Have you considered perhaps an anti-fungal wood, such as Black Locust for example? [Yes, the dust when it's worked is toxic, but after it's been sanded and finished with a food-safe oil coating it's not going to be releasing anything nasty into your dishware.]
Kim Goody wrote:I'm leery of anything wood, because I've had wood dishracks mold too easily.
Tobias Ber wrote:hmm.... what about a conventional dishrack. you place it next to the sink. conveniently....
but when it s full, you lift the whole thing up to a shelf above the sink. it ll be mostly drained by then. it wont drip much, but will air-dry up there...
but it would be best to have an air-drying rack which will act as storage. you just leave the plates etc. THERE and get them out as needed. no cupboard for plates... or for CUPs ... as the name says.

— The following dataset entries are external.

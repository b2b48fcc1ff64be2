//! Progress-streaming encoder runner.
//!
//! [`EncoderProcess::spawn`] starts one [`EncoderCommand`] with stdin closed
//! and both output streams captured. [`EncoderProcess::next_progress`] reads
//! the diagnostic stream in small chunks and yields one [`Progress`] per
//! `time=HH:MM:SS.xx` timecode. [`EncoderProcess::finish`] classifies the
//! exit.
//!
//! The runner imposes no time limit; callers wrap it in their own watchdog
//! and call [`EncoderProcess::kill`] on expiry.

use std::collections::VecDeque;
use std::process::Stdio;
use std::sync::OnceLock;

use regex::Regex;
use tokio::io::AsyncReadExt;
use tokio::process::{Child, ChildStderr, ChildStdout, Command};

use crate::builder::EncoderCommand;

/// Characters of unparsed diagnostic text kept between reads.
pub const WINDOW_CHARS: usize = 500;

/// Characters of trailing diagnostic text reported as the log or failure
/// detail.
pub const TAIL_CHARS: usize = 1000;

const READ_CHUNK: usize = 256;

fn timecode_re() -> &'static Regex {
    static RE: OnceLock<Regex> = OnceLock::new();
    RE.get_or_init(|| {
        Regex::new(r"time=(\d+):(\d{2}):(\d{2}(?:\.\d+)?)").expect("timecode pattern is valid")
    })
}

/// One progress observation.
#[derive(Debug, Clone, Copy, PartialEq)]
pub struct Progress {
    /// Media time encoded so far.
    pub elapsed_secs: f64,
}

/// Trailing diagnostic output of a successful run.
#[derive(Debug, Clone, PartialEq, Eq)]
pub struct RunLog {
    pub tail: String,
}

/// Why a run did not succeed.
#[derive(Debug, thiserror::Error)]
pub enum RunError {
    #[error("failed to spawn encoder: {0}")]
    Spawn(#[source] std::io::Error),

    #[error("encoder failed (exit code {code:?}): {detail}")]
    Failed { code: Option<i32>, detail: String },

    #[error("no output from encoder")]
    NoOutput,

    #[error("I/O error reading encoder output: {0}")]
    Io(#[from] std::io::Error),
}

impl RunError {
    /// The diagnostic text associated with the failure, if any.
    pub fn detail(&self) -> &str {
        match self {
            Self::Failed { detail, .. } => detail,
            _ => "",
        }
    }
}

/// Keep only the last `n` characters of `s`.
fn keep_last_chars(s: &mut String, n: usize) {
    let count = s.chars().count();
    if count > n {
        if let Some((idx, _)) = s.char_indices().nth(count - n) {
            s.drain(..idx);
        }
    }
}

/// Incremental diagnostic-stream parser.
#[derive(Debug, Default)]
pub struct DiagnosticWindow {
    /// Unscanned text, bounded to [`WINDOW_CHARS`].
    window: String,
    /// Bytes of an incomplete UTF-8 sequence split across reads.
    carry: Vec<u8>,
    tail: String,
    saw_output: bool,
}

impl DiagnosticWindow {
    /// Feed raw bytes; returns the timecodes completed by this chunk.
    pub fn push(&mut self, bytes: &[u8]) -> Vec<Progress> {
        if bytes.is_empty() {
            return Vec::new();
        }
        self.saw_output = true;

        self.carry.extend_from_slice(bytes);
        let text = match std::str::from_utf8(&self.carry) {
            Ok(s) => {
                let s = s.to_string();
                self.carry.clear();
                s
            }
            Err(e) if e.error_len().is_none() => {
                // Incomplete sequence at the end: decode the valid prefix now.
                let valid = e.valid_up_to();
                let s = String::from_utf8_lossy(&self.carry[..valid]).into_owned();
                self.carry.drain(..valid);
                s
            }
            Err(_) => {
                let s = String::from_utf8_lossy(&self.carry).into_owned();
                self.carry.clear();
                s
            }
        };

        self.tail.push_str(&text);
        keep_last_chars(&mut self.tail, TAIL_CHARS);

        self.window.push_str(&text);
        let mut found = Vec::new();
        let mut consumed = 0;
        for caps in timecode_re().captures_iter(&self.window) {
            let m = caps.get(0).map_or(0, |m| m.end());
            // A fractional part may still be arriving; wait for a delimiter.
            if m == self.window.len() {
                break;
            }
            let h: f64 = caps[1].parse().unwrap_or(0.0);
            let mi: f64 = caps[2].parse().unwrap_or(0.0);
            let s: f64 = caps[3].parse().unwrap_or(0.0);
            found.push(Progress {
                elapsed_secs: h * 3600.0 + mi * 60.0 + s,
            });
            consumed = m;
        }
        self.window.drain(..consumed);
        keep_last_chars(&mut self.window, WINDOW_CHARS);
        found
    }

    pub fn saw_output(&self) -> bool {
        self.saw_output
    }

    pub fn tail(&self) -> &str {
        &self.tail
    }
}

/// A spawned encoder process.
pub struct EncoderProcess {
    child: Child,
    stdout: Option<ChildStdout>,
    stderr: Option<ChildStderr>,
    diagnostics: DiagnosticWindow,
    pending: VecDeque<Progress>,
}

impl EncoderProcess {
    /// Spawn the command with stdin closed and stdout/stderr piped.
    pub fn spawn(cmd: &EncoderCommand) -> Result<Self, RunError> {
        let mut child = Command::new(&cmd.program)
            .args(&cmd.args)
            .stdin(Stdio::null())
            .stdout(Stdio::piped())
            .stderr(Stdio::piped())
            .kill_on_drop(true)
            .spawn()
            .map_err(RunError::Spawn)?;

        tracing::debug!(pid = ?child.id(), command = %cmd.display(), "encoder spawned");

        Ok(Self {
            stdout: child.stdout.take(),
            stderr: child.stderr.take(),
            child,
            diagnostics: DiagnosticWindow::default(),
            pending: VecDeque::new(),
        })
    }

    /// OS process id, while the process is alive.
    pub fn pid(&self) -> Option<u32> {
        self.child.id()
    }

    /// Next progress event, or `None` once both streams are closed.
    pub async fn next_progress(&mut self) -> Result<Option<Progress>, RunError> {
        let mut out_buf = [0u8; READ_CHUNK];
        let mut err_buf = [0u8; READ_CHUNK];

        loop {
            if let Some(p) = self.pending.pop_front() {
                return Ok(Some(p));
            }

            let read = match (self.stdout.as_mut(), self.stderr.as_mut()) {
                (None, None) => return Ok(None),
                (Some(out), None) => Chunk::Out(out.read(&mut out_buf).await?),
                (None, Some(err)) => Chunk::Err(err.read(&mut err_buf).await?),
                (Some(out), Some(err)) => tokio::select! {
                    n = out.read(&mut out_buf) => Chunk::Out(n?),
                    n = err.read(&mut err_buf) => Chunk::Err(n?),
                },
            };

            match read {
                Chunk::Out(0) => self.stdout = None,
                Chunk::Err(0) => self.stderr = None,
                Chunk::Out(n) => self.pending.extend(self.diagnostics.push(&out_buf[..n])),
                Chunk::Err(n) => self.pending.extend(self.diagnostics.push(&err_buf[..n])),
            }
        }
    }

    /// Drain remaining output, wait for exit and classify it.
    pub async fn finish(mut self) -> Result<RunLog, RunError> {
        while self.next_progress().await?.is_some() {}
        let status = self.child.wait().await?;
        let tail = self.diagnostics.tail().to_string();

        if !status.success() {
            return Err(RunError::Failed {
                code: status.code(),
                detail: tail,
            });
        }
        if !self.diagnostics.saw_output() {
            return Err(RunError::NoOutput);
        }
        Ok(RunLog { tail })
    }

    /// Force-terminate the process and reap it.
    pub async fn kill(&mut self) {
        if let Err(e) = self.child.kill().await {
            tracing::warn!(error = %e, "failed to kill encoder process");
        }
    }
}

enum Chunk {
    Out(usize),
    Err(usize),
}

#[cfg(test)]
mod tests {
    use super::*;
    use std::path::PathBuf;

    fn sh(script: &str) -> EncoderCommand {
        EncoderCommand {
            program: PathBuf::from("sh"),
            args: vec!["-c".to_string(), script.to_string()],
            pass: None,
            writes_output: true,
        }
    }

    async fn collect(proc: &mut EncoderProcess) -> Vec<f64> {
        let mut seen = Vec::new();
        while let Some(p) = proc.next_progress().await.unwrap() {
            seen.push(p.elapsed_secs);
        }
        seen
    }

    #[test]
    fn window_extracts_timecodes_across_reads() {
        let mut w = DiagnosticWindow::default();
        assert!(w.push(b"frame=  10 fps=0.0 q=28.0 size=0kB ti").is_empty());
        let p = w.push(b"me=00:00:01.50 bitrate=N/A\rframe= 20 time=00:01:02.25 ");
        let secs: Vec<f64> = p.iter().map(|p| p.elapsed_secs).collect();
        assert_eq!(secs, vec![1.5, 62.25]);
        // Already-consumed timecodes are not reported again.
        assert!(w.push(b"speed=1x\n").is_empty());
    }

    #[test]
    fn window_waits_for_complete_fraction() {
        let mut w = DiagnosticWindow::default();
        assert!(w.push(b"time=00:00:03.4").is_empty());
        let p = w.push(b"0 bitrate");
        assert_eq!(p, vec![Progress { elapsed_secs: 3.4 }]);
    }

    #[test]
    fn window_and_tail_are_bounded() {
        let mut w = DiagnosticWindow::default();
        let noise = "x".repeat(5000);
        w.push(noise.as_bytes());
        assert_eq!(w.tail().chars().count(), TAIL_CHARS);
        assert!(w.window.chars().count() <= WINDOW_CHARS);
    }

    #[test]
    fn window_handles_split_utf8() {
        let mut w = DiagnosticWindow::default();
        let bytes = "é time=00:00:02.00 ".as_bytes();
        w.push(&bytes[..1]);
        let p = w.push(&bytes[1..]);
        assert_eq!(p.len(), 1);
        assert!(w.tail().starts_with('é'));
    }

    #[tokio::test]
    async fn success_streams_progress_and_returns_tail() {
        let mut proc = EncoderProcess::spawn(&sh(
            "printf 'frame=1 time=00:00:01.00 x\\r' >&2; printf 'frame=2 time=00:00:02.50 x\\n' >&2",
        ))
        .unwrap();
        assert!(proc.pid().is_some());
        assert_eq!(collect(&mut proc).await, vec![1.0, 2.5]);
        let log = proc.finish().await.unwrap();
        assert!(log.tail.contains("time=00:00:02.50"));
    }

    #[tokio::test]
    async fn non_zero_exit_reports_tail() {
        let proc = EncoderProcess::spawn(&sh(
            "echo 'Output file is empty, nothing was encoded' >&2; exit 1",
        ))
        .unwrap();
        let err = proc.finish().await.unwrap_err();
        match err {
            RunError::Failed { code, detail } => {
                assert_eq!(code, Some(1));
                assert!(detail.contains("Output file is empty"));
            }
            other => panic!("unexpected: {other:?}"),
        }
    }

    #[tokio::test]
    async fn silent_success_is_failure() {
        let proc = EncoderProcess::spawn(&sh("exit 0")).unwrap();
        assert!(matches!(proc.finish().await, Err(RunError::NoOutput)));
    }

    #[tokio::test]
    async fn spawn_failure() {
        let cmd = EncoderCommand {
            program: PathBuf::from("/nonexistent/encoder"),
            args: vec![],
            pass: None,
            writes_output: true,
        };
        assert!(matches!(EncoderProcess::spawn(&cmd), Err(RunError::Spawn(_))));
    }

    #[tokio::test]
    async fn kill_terminates() {
        let mut proc = EncoderProcess::spawn(&sh("echo started >&2; exec sleep 30")).unwrap();
        proc.kill().await;
        let err = proc.finish().await.unwrap_err();
        assert!(matches!(err, RunError::Failed { code: None, .. }));
    }
}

Judith Browning wrote:I think above the sink drying racks are a great solution for a small amount of dishes and I want one
I'm also wondering if anyone has real dish towels anymore...the thin very large and absorbent white cotton ones (that many times had something embroidered in the corner)? If space is really a problem why not just dry the dishes and put away after washing?
I only do this after a party (or actually my friends do this for us after a party), just have plenty of towels clean and available only for drying dishes.
I prefer air drying but in a pinch when the dishes get beyond us the towels are there.
They are easily made from thrift store cottons if you search for thin white material.
Chuck Zinda wrote:There are many sizes of bags available. Working on trail maintenance crews, we hung our dishes from a hook. I think this is the simplest method.
William Bronson wrote: I plan putting up white wire shelves above my sink
Mine will be cheap stainless forks secured through the tines to a walmart cutting board.